Pour le site de Pessac, un plan d'urgence a été mis en place, s'articulant autour de trois axes : la préservation de l'emploi, la sauvegarde du savoir-faire industriel et la préférence donnée à l'emploi industriel sur l'emploi administratif.
Pour l'établissement parisien, l'analyse du déficit structurel de l'établissement a été engagée, par le biais de l'examen de la rentabilité des produits du secteur concurrentiel et de l'amélioration de leur commercialisation.
Ces mesures visent à compléter l'action déterminée que la direction des Monnaies et médailles a entreprise en vue de réduire le déficit prévisionnel pour l'année 2003.
Sur le fond, M. le rapporteur spécial m'a demandé de tracer des perspectives d'avenir pour les Monnaies et médailles, après la frappe de l'euro. Je lui répondrai que la direction des Monnaies et médailles veille à ce que le savoir-faire des établissements soit sauvegardé. Néanmoins, personne n'échappe, c'est la loi de l'économie, à l'obligation de recentrer son activité sur ses métiers de base, notamment, en l'occurrence, sur la mission de frappe des monnaies métalliques.

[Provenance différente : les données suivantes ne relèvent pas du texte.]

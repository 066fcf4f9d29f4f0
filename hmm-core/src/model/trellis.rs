/// Row of the start placeholder in every grid.
pub(crate) const START_ROW: usize = 0;

/// Dense `rows × columns` matrix used by the dynamic programs.
///
/// Rows are the start placeholder (`START_ROW`) followed by every real state
/// in the model's fixed order, so state `i` lives in row `i + 1`.
/// Column `t` holds the values after consuming `t` observations.
#[derive(Clone, Debug)]
pub(crate) struct Grid<T> {
	rows: usize,
	columns: usize,
	cells: Vec<T>,
}

impl<T: Copy> Grid<T> {
	pub fn new(n_states: usize, n_observations: usize, fill: T) -> Self {
		let rows = n_states + 1;
		let columns = n_observations + 1;
		Self {
			rows,
			columns,
			cells: vec![fill; rows * columns],
		}
	}

	pub fn rows(&self) -> usize {
		self.rows
	}

	pub fn last_column(&self) -> usize {
		self.columns - 1
	}

	pub fn get(&self, row: usize, column: usize) -> T {
		self.cells[column * self.rows + row]
	}

	pub fn set(&mut self, row: usize, column: usize, value: T) {
		self.cells[column * self.rows + row] = value;
	}
}

/// Probability trellis. Column 0 is `1.0` at the start placeholder and `0.0` elsewhere.
pub(crate) type Trellis = Grid<f64>;

impl Trellis {
	pub fn seeded(n_states: usize, n_observations: usize) -> Self {
		let mut trellis = Self::new(n_states, n_observations, 0.0);
		trellis.set(START_ROW, 0, 1.0);
		trellis
	}

	/// State index of the first real row holding the maximum strictly
	/// positive value of `column`.
	pub fn argmax(&self, column: usize) -> Option<usize> {
		let mut best = 0.0;
		let mut best_row = None;
		for row in START_ROW + 1..self.rows {
			let value = self.get(row, column);
			if value > best {
				best = value;
				best_row = Some(row);
			}
		}
		best_row.map(|row| row - 1)
	}

	pub fn column_sum(&self, column: usize) -> f64 {
		(0..self.rows).map(|row| self.get(row, column)).sum()
	}

	pub fn column_max(&self, column: usize) -> f64 {
		(0..self.rows).map(|row| self.get(row, column)).fold(0.0, f64::max)
	}
}

/// Per-cell predecessor row; `None` when no predecessor had nonzero weight.
pub(crate) type Backpointers = Grid<Option<usize>>;
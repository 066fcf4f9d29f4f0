//! Hidden Markov Model toolkit.
//!
//! This crate provides a small discrete HMM engine including:
//! - Loading transition / emission tables from plain-text triples
//! - Random sequence generation with an injectable randomness source
//! - Forward evaluation (most probable final state, sequence likelihood)
//! - Viterbi decoding (most probable hidden-state path)
//! - Parallel batch decoding against one shared model

/// Error taxonomy shared by every operation.
pub mod error;

/// Core model, tables and inference algorithms.
pub mod model;

/// I/O utilities (resource paths, table and observation files).
pub mod io;

pub use error::{HmmError, Result};
pub use model::batch::decode_all;
pub use model::hmm::{Hmm, START_STATE};
pub use model::sequence::Sequence;
pub use model::table::{ProbabilityTable, Row};
pub use model::viterbi::TerminalSelection;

Dans un contexte de surcapacité provoquée par l'introduction de l'euro, le marché international est devenu de plus en plus difficile. Cependant, des besoins existent et la Monnaie de Paris optimisera tous les éléments de coût qui entrent dans la détermination de ses prix, ce qui, au fond, représente la meilleure chance d'améliorer sa performance.
Le transfert à Pessac des activités liées au domaine monétaire est d'ores et déjà engagé. S'agissant de l'établissement parisien, la résorption de son déficit structurel constituera le principal défi à relever. Il conviendra d'évaluer rapidement la rentabilité relative, comme je le disais tout à l'heure, des activités commerciales de la Monnaie de Paris qui s'exercent dans le secteur concurrentiel, afin de rectifier la situation existante, en tant que de besoin, et de rétablir un niveau normal et acceptable de productivité pour de telles activités.
Pour conclure, mesdames, messieurs les sénateurs, je voudrais vous dire que je me réjouis du très vif souci de concertation que manifeste le nouveau directeur des Monnaies et médailles, dont je salue d'ailleurs la présence au banc du Gouvernement, afin que l'évolution de ce service public puisse se poursuivre, au terme de la frappe de l'euro, dans les meilleures conditions et à la satisfaction de tous. (Applaudissements sur les travées de l'Union centriste, des Républicains et Indépendants et du RPR.)
M. le président. Nous allons procéder à l'examen et au vote des crédits concernant le budget annexe des Monnaies et Médailles et figurant aux articles 40 et 41 du projet de loi.